Just when I thought there was nothing more excruciating than a censored John McClane catchphrase I watched Bruce Willis’ appearance on the agonizingly bland ‘The One Show’ last week.
I’d just resigned myself to the fact that the precious 97 minutes I’d given over to Mr. Willis and ‘A Good Day To Die Hard’ were gone forever when my eyes were drawn to what can only be described as one of the painfully awful interviews of the year.
Willis couldn’t have appeared more disinterested in promoting the movie but host Matt Baker’s sycophantic style didn’t help matters.
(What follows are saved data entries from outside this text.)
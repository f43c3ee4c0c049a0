//! Frame-based page UI for small monochrome OLED panels.
//!
//! This crate contains the platform-agnostic UI shared between the simulator
//! and the Pico 2 firmware:
//!
//! - [`session`]: the [`PageUi`] coordinator and its run loop
//! - [`scheduler`]: cooperative periodic tasks
//! - [`frame`]: frames and the frame registry
//! - [`cursor`]: pointer position and frame selection
//! - [`carousel`]: page list with wraparound navigation
//! - [`popup`]: modal text and hover popups
//! - [`header`]: clock, CPU/memory, signal and countdown widgets
//! - [`pagebar`]: page indicator
//! - [`pages`]: built-in pages (system, intercon, shell command)
//! - [`screensaver`]: idle animation during hibernation
//! - [`display`]: drawing capability and the embedded-graphics adapter
//! - [`capabilities`]: clock, haptic, animation, monitor and shell seams
//! - [`log`]: bounded in-memory log buffer
//!
//! # no_std Compatibility
//!
//! The crate is `no_std` and needs only `alloc`. Time comes from the
//! injected [`Clock`], so the same code runs on the host and on the target.

#![cfg_attr(not(test), no_std)]
// Crate-level lints
#![allow(clippy::cast_possible_truncation)]
#![allow(clippy::cast_precision_loss)]
#![allow(clippy::cast_possible_wrap)]
#![allow(clippy::cast_sign_loss)]

extern crate alloc;

pub mod log;

pub mod capabilities;
pub mod carousel;
pub mod config;
pub mod control;
pub mod cursor;
pub mod display;
pub mod error;
pub mod frame;
pub mod geometry;
pub mod header;
pub mod pagebar;
pub mod pages;
pub mod popup;
pub mod scheduler;
pub mod screensaver;
pub mod session;

#[cfg(test)]
mod testing;

// Re-export commonly used items
pub use capabilities::{Animation, Capabilities, Clock, Grid, Haptic, Shell, SystemMonitor};
pub use carousel::{Page, PageOutput};
pub use config::{ControlKind, DisplayKind, UiConfig};
pub use control::{Action, PointerAction, PointerEvent, PowerState};
pub use display::{Canvas, Display, Panel};
pub use error::{CallbackError, ConfigError, PeripheralError, UiError};
pub use frame::{Content, Frame, FrameId, Hover};
pub use geometry::{Area, Rect};
pub use scheduler::{QueryReply, TaskQuery};
pub use session::PageUi;
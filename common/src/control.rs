//! Control actions and pointer events.

use core::str::FromStr;

use crate::error::ConfigError;

/// Explicit control commands.
#[derive(Clone, Copy, PartialEq, Eq, Debug)]
#[cfg_attr(feature = "defmt", derive(defmt::Format))]
pub enum Action {
    /// Next carousel page.
    Next,
    /// Previous carousel page.
    Prev,
    /// Leave hibernation, display on.
    On,
    /// Hibernate and start the screensaver.
    Off,
    /// Dismiss the popup or run the page's press action.
    Press,
}

impl Action {
    pub const fn name(self) -> &'static str {
        match self {
            Self::Next => "next",
            Self::Prev => "prev",
            Self::On => "on",
            Self::Off => "off",
            Self::Press => "press",
        }
    }
}

impl FromStr for Action {
    type Err = ConfigError;

    fn from_str(s: &str) -> Result<Self, Self::Err> {
        match s.trim() {
            "next" => Ok(Self::Next),
            "prev" => Ok(Self::Prev),
            "on" => Ok(Self::On),
            "off" => Ok(Self::Off),
            "press" => Ok(Self::Press),
            _ => Err(ConfigError::UnknownAction),
        }
    }
}

/// Direction or click reported by the pointer device.
#[derive(Clone, Copy, PartialEq, Eq, Debug)]
#[cfg_attr(feature = "defmt", derive(defmt::Format))]
pub enum PointerAction {
    Left,
    Right,
    Up,
    Down,
    Press,
}

impl PointerAction {
    /// Control action triggered by this pointer action. Vertical moves only
    /// move the cursor.
    pub const fn action(self) -> Option<Action> {
        match self {
            Self::Left => Some(Action::Prev),
            Self::Right => Some(Action::Next),
            Self::Press => Some(Action::Press),
            Self::Up | Self::Down => None,
        }
    }
}

/// Event from the pointer peripheral. `y` grows upward, the UI inverts it.
#[derive(Clone, Copy, PartialEq, Eq, Debug)]
#[cfg_attr(feature = "defmt", derive(defmt::Format))]
pub struct PointerEvent {
    pub x: i32,
    pub y: i32,
    pub toggle: bool,
    pub action: Option<PointerAction>,
}

/// Session power state.
#[derive(Clone, Copy, PartialEq, Eq, Debug)]
#[cfg_attr(feature = "defmt", derive(defmt::Format))]
pub enum PowerState {
    Active,
    Hibernating,
}

#[cfg(test)]
mod tests {
    use super::*;

    #[test]
    fn test_action_parse() {
        assert_eq!("next".parse::<Action>(), Ok(Action::Next));
        assert_eq!(" press".parse::<Action>(), Ok(Action::Press));
        assert_eq!("jump".parse::<Action>(), Err(ConfigError::UnknownAction));
        for action in [Action::Next, Action::Prev, Action::On, Action::Off, Action::Press] {
            assert_eq!(action.name().parse::<Action>(), Ok(action));
        }
    }

    #[test]
    fn test_pointer_mapping() {
        assert_eq!(PointerAction::Right.action(), Some(Action::Next));
        assert_eq!(PointerAction::Left.action(), Some(Action::Prev));
        assert_eq!(PointerAction::Up.action(), None);
    }
}
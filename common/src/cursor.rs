//! Pointer position and single-frame selection.

use crate::display::Display;
use crate::frame::{FrameId, FrameRegistry};

/// Result of moving the cursor.
#[derive(Clone, Copy, PartialEq, Eq, Debug)]
#[cfg_attr(feature = "defmt", derive(defmt::Format))]
pub enum Transition {
    /// Selection unchanged (same frame, or no frame under the cursor).
    Stay,
    /// Cursor entered a different frame.
    Enter { from: Option<FrameId>, to: FrameId },
}

/// Cursor glyph position and the selected frame.
#[derive(Clone, Copy, PartialEq, Eq, Debug, Default)]
pub struct Cursor {
    x: i32,
    y: i32,
    selected: Option<FrameId>,
}

impl Cursor {
    pub const fn new(
        x: i32,
        y: i32,
    ) -> Self {
        Self { x, y, selected: None }
    }

    #[inline]
    pub const fn position(&self) -> (i32, i32) { (self.x, self.y) }

    #[inline]
    pub const fn selected(&self) -> Option<FrameId> { self.selected }

    /// Draw the 2x2 glyph and publish it.
    pub fn draw(
        &self,
        display: &mut dyn Display,
    ) {
        let x = if self.x - 1 < 0 { self.x } else { self.x - 1 };
        display.rect(x, self.y + 1, 2, 2, true, true);
        display.show();
    }

    /// Erase the glyph at the current position.
    pub fn clear(
        &self,
        display: &mut dyn Display,
    ) {
        display.rect(self.x - 1, self.y + 1, 2, 2, false, true);
    }

    /// Move to `(x, y)` and reselect.
    ///
    /// Only the first frame under the cursor (registration order) stays
    /// selected; every other frame is deselected. The glyph is not redrawn
    /// here, the caller draws it after handling the transition.
    pub fn update(
        &mut self,
        display: &mut dyn Display,
        frames: &mut FrameRegistry,
        x: i32,
        y: i32,
    ) -> Transition {
        self.clear(display);
        self.x = x;
        self.y = y;

        let hit = frames.hit(x, y);
        for id in frames.ids().filter(|id| Some(*id) != hit) {
            if let Some(frame) = frames.get_mut(id) {
                frame.rect.set_selected(display, false);
            }
        }
        let Some(to) = hit else {
            return Transition::Stay;
        };
        if let Some(frame) = frames.get_mut(to) {
            frame.rect.set_selected(display, true);
        }

        if self.selected == Some(to) {
            return Transition::Stay;
        }
        let from = self.selected.replace(to);
        Transition::Enter { from, to }
    }
}

#[cfg(test)]
mod tests {
    use alloc::boxed::Box;

    use super::*;
    use crate::frame::{Content, Frame};
    use crate::geometry::Rect;
    use crate::testing::{Op, RecordingDisplay};

    fn registry() -> (FrameRegistry, FrameId, FrameId) {
        let mut reg = FrameRegistry::new();
        let a = reg
            .register(Frame::new("a", Rect::new(0, 0, 10, 10), Content::Custom(Box::new(|_, _| Ok(())))).unwrap())
            .unwrap();
        let b = reg
            .register(Frame::new("b", Rect::new(20, 0, 10, 10), Content::Custom(Box::new(|_, _| Ok(())))).unwrap())
            .unwrap();
        (reg, a, b)
    }

    #[test]
    fn test_enter_and_stay() {
        let (mut reg, a, b) = registry();
        let mut display = RecordingDisplay::new();
        let mut cursor = Cursor::new(0, 0);

        assert_eq!(cursor.update(&mut display, &mut reg, 5, 5), Transition::Enter { from: None, to: a });
        assert_eq!(cursor.update(&mut display, &mut reg, 6, 6), Transition::Stay);
        assert_eq!(cursor.update(&mut display, &mut reg, 25, 5), Transition::Enter { from: Some(a), to: b });
        assert_eq!(cursor.selected(), Some(b));
    }

    #[test]
    fn test_single_selection() {
        let (mut reg, a, b) = registry();
        let mut display = RecordingDisplay::new();
        let mut cursor = Cursor::new(0, 0);
        cursor.update(&mut display, &mut reg, 5, 5);
        cursor.update(&mut display, &mut reg, 25, 5);
        assert!(!reg.get(a).unwrap().rect.selected);
        assert!(reg.get(b).unwrap().rect.selected);
    }

    #[test]
    fn test_moving_inside_frame_keeps_border() {
        let (mut reg, _, _) = registry();
        let mut display = RecordingDisplay::new();
        let mut cursor = Cursor::new(0, 0);
        cursor.update(&mut display, &mut reg, 5, 5);
        let before = display.ops().len();
        cursor.update(&mut display, &mut reg, 6, 7);
        let border_ops = display.ops()[before..]
            .iter()
            .filter(|op| matches!(op, Op::Rect { w: 10, h: 10, .. }))
            .count();
        assert_eq!(border_ops, 0);
    }

    #[test]
    fn test_empty_space_keeps_selection() {
        let (mut reg, a, _) = registry();
        let mut display = RecordingDisplay::new();
        let mut cursor = Cursor::new(0, 0);
        cursor.update(&mut display, &mut reg, 5, 5);
        assert_eq!(cursor.update(&mut display, &mut reg, 100, 50), Transition::Stay);
        assert_eq!(cursor.selected(), Some(a));
        assert!(!reg.get(a).unwrap().rect.selected);
    }

    #[test]
    fn test_glyph_clamped_at_left_edge() {
        let mut display = RecordingDisplay::new();
        Cursor::new(0, 63).draw(&mut display);
        assert_eq!(
            display.ops()[0],
            Op::Rect {
                x: 0,
                y: 64,
                w: 2,
                h: 2,
                on: true,
                fill: true
            }
        );
        assert_eq!(display.shows(), 1);
    }
}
If Baker’s take on the movie was anything to go by you would have sworn that Stanley Kubrick had risen from the dead to direct one more film. Baker’s musings was hyperbole at its worst.
Now, on to the film.
‘A Good Day To Die Hard’ a.k.a. ‘Die Hard 5’ is set in Russia. The film’s tagline, ‘Yippie kay yay mother Russia’ has to be one of the most idiotic and vile ever to grace the world of cinema.
Ageing New York Police Department officer, John McClane (Willis - ‘Looper’ and ‘Pulp Fiction’) travels to Russia to search for his estranged son Jack McClane (Courtney - ‘Jack Reacher’).
No sooner has John McClane arrived in Moscow and he finds himself in the middle of a terrorist plot to abduct Russian political prisoner Yuri Komarov (Sebastian Koch - ‘The Lives of Others’).
Komarov possesses a secret file that has the potential to bring down corrupt Russian official, Viktor Chagarin (Sergei Kolesnikov). Chagarin dispatches his henchmen to kidnap Komarov and obtain the file but CIA operative, Jack McClane, has been tasked with protecting Komarov and making sure the file doesn’t fall into the wrong.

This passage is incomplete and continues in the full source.